* BRIEF
Please reproduce the entries below exactly, starting at the first line and ending with the line that holds "pub fn warning(message: impl".
** STUDY MATERIAL follows **
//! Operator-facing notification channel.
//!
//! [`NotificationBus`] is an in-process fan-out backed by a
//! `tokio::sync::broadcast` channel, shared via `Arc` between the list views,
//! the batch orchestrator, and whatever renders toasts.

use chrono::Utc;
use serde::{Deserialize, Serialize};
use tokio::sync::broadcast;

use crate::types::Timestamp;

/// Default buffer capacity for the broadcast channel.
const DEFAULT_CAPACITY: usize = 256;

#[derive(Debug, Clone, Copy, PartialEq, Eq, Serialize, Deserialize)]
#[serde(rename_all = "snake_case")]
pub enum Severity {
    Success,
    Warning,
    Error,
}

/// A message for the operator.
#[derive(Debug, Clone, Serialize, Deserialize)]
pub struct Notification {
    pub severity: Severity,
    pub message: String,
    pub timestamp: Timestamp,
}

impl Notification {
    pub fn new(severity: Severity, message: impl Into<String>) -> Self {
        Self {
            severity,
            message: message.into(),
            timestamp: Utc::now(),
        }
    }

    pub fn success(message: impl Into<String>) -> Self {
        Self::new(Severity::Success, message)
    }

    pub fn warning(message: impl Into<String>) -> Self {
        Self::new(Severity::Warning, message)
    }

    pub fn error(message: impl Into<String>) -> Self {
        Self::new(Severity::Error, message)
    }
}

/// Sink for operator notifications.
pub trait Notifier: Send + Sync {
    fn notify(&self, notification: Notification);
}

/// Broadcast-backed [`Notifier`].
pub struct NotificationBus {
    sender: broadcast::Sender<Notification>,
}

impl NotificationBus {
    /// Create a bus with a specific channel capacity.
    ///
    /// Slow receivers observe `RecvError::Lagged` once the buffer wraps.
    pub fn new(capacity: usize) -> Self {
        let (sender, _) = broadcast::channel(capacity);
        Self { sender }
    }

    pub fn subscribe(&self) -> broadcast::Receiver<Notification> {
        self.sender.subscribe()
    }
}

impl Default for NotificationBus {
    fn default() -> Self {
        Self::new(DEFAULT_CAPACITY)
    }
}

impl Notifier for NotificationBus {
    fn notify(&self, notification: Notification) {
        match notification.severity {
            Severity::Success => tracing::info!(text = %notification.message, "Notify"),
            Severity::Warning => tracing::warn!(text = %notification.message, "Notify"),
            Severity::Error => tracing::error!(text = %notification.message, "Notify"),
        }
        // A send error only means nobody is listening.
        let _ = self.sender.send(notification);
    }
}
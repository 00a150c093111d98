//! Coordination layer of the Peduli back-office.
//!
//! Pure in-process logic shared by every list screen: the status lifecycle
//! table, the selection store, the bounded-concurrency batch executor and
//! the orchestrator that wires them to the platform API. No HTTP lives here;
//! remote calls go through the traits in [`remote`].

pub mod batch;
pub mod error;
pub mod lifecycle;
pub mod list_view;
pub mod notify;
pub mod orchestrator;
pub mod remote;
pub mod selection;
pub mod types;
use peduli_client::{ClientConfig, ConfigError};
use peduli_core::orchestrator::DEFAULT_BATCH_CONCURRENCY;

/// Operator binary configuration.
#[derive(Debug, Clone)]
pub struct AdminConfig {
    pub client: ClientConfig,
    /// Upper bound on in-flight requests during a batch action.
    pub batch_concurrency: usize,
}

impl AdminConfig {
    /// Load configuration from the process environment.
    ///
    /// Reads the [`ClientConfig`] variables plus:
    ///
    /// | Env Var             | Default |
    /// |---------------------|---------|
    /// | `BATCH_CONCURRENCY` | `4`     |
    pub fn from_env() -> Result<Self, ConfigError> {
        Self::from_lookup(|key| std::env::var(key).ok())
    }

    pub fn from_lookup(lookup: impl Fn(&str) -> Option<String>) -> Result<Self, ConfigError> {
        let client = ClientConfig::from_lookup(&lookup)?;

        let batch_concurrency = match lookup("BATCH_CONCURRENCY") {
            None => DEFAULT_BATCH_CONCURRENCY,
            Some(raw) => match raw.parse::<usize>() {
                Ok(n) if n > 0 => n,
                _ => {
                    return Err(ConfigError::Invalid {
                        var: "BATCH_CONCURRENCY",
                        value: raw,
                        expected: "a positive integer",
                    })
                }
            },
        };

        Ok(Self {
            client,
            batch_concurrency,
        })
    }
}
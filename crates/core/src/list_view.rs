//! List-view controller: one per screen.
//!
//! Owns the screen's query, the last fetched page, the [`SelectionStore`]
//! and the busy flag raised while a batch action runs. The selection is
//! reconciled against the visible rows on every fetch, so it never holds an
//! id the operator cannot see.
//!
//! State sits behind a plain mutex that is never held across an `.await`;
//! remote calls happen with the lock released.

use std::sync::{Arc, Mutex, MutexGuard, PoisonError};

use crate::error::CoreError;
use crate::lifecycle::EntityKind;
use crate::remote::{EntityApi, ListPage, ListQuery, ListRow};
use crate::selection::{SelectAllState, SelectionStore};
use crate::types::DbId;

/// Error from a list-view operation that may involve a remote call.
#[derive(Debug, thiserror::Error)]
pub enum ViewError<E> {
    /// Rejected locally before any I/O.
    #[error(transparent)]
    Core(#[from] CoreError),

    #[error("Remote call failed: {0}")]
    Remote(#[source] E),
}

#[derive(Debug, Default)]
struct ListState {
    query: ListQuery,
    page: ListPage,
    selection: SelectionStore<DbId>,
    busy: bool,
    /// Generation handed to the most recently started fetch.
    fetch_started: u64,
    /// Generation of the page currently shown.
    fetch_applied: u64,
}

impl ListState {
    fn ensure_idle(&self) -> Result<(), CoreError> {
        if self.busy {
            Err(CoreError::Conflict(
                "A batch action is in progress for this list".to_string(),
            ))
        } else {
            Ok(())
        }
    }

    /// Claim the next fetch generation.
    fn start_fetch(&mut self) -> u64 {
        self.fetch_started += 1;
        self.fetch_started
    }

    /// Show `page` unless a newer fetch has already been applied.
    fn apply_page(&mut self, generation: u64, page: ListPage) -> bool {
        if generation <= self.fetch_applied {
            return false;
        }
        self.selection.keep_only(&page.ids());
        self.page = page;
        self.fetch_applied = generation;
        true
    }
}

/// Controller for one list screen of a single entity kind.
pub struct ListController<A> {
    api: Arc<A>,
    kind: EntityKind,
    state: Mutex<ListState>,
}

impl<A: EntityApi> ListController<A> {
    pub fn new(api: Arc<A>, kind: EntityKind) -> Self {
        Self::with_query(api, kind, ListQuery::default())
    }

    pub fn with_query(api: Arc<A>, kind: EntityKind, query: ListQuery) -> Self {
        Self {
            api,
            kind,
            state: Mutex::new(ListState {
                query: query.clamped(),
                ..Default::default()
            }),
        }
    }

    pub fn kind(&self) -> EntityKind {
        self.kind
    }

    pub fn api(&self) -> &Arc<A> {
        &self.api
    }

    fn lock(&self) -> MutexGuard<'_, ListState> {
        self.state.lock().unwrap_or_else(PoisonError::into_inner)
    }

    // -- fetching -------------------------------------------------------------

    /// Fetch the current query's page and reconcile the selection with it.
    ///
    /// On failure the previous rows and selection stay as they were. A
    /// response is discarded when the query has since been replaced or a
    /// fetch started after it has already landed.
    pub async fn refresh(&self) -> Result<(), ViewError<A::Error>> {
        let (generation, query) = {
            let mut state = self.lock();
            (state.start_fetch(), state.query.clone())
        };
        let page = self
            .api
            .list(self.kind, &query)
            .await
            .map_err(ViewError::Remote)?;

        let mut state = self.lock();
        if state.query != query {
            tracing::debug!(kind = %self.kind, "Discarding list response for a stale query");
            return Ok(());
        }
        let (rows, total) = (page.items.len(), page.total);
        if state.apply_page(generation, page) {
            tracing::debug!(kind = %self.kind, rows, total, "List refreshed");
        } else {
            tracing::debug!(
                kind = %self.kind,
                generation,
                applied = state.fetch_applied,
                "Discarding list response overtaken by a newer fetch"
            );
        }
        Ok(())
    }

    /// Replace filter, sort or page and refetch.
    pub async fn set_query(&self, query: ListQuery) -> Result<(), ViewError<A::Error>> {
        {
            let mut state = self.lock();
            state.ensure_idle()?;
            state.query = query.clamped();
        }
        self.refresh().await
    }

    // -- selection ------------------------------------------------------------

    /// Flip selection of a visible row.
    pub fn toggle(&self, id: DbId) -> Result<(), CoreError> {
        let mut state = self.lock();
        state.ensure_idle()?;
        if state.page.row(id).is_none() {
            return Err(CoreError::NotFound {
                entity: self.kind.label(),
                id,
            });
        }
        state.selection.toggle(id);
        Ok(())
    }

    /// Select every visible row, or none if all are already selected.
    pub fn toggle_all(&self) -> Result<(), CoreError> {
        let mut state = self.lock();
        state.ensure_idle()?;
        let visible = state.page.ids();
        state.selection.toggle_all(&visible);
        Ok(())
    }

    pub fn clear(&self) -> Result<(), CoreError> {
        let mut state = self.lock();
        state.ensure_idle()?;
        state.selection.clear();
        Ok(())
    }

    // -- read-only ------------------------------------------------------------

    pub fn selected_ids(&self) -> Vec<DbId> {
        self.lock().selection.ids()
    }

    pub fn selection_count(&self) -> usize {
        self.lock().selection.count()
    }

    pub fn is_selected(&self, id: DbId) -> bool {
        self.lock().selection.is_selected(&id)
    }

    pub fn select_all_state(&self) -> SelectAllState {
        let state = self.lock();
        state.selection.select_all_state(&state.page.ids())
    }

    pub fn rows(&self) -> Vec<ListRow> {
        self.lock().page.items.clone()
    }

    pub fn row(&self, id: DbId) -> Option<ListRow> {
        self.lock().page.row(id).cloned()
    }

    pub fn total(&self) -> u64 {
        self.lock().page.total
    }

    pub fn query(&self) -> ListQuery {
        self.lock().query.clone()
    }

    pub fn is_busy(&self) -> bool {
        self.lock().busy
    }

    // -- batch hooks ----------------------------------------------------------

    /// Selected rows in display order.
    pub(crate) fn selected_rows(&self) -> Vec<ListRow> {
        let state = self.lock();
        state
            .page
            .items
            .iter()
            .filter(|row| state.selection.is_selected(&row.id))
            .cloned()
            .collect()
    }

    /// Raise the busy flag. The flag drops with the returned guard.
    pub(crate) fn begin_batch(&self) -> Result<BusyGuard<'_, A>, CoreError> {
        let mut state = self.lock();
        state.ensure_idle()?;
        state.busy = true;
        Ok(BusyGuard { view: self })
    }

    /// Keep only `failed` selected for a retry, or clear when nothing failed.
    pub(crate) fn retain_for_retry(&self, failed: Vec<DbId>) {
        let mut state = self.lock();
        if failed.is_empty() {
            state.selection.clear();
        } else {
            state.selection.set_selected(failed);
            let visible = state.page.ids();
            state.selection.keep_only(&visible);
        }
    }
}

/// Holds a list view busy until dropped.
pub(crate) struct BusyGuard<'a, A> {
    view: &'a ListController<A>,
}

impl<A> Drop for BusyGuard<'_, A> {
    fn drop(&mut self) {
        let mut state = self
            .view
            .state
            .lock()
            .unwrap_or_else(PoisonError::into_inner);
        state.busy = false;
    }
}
** End of STUDY MATERIAL **
* RESULT BELOW
//! Operator-facing notification channel.
//!
//! [`NotificationBus`] is an in-process fan-out backed by a
//! `tokio::sync::broadcast` channel, shared via `Arc` between the list views,
//! the batch orchestrator, and whatever renders toasts.

use chrono::Utc;
use serde::{Deserialize, Serialize};
use tokio::sync::broadcast;

use crate::types::Timestamp;

/// Default buffer capacity for the broadcast channel.
const DEFAULT_CAPACITY: usize = 256;

#[derive(Debug, Clone, Copy, PartialEq, Eq, Serialize, Deserialize)]
#[serde(rename_all = "snake_case")]
pub enum Severity {
    Success,
    Warning,
    Error,
}

/// A message for the operator.
#[derive(Debug, Clone, Serialize, Deserialize)]
pub struct Notification {
    pub severity: Severity,
    pub message: String,
    pub timestamp: Timestamp,
}

impl Notification {
    pub fn new(severity: Severity, message: impl Into<String>) -> Self {
        Self {
            severity,
            message: message.into(),
            timestamp: Utc::now(),
        }
    }

    pub fn success(message: impl Into<String>) -> Self {
        Self::new(Severity::Success, message)
    }

    pub fn warning(message: impl Into<String>) -> Self {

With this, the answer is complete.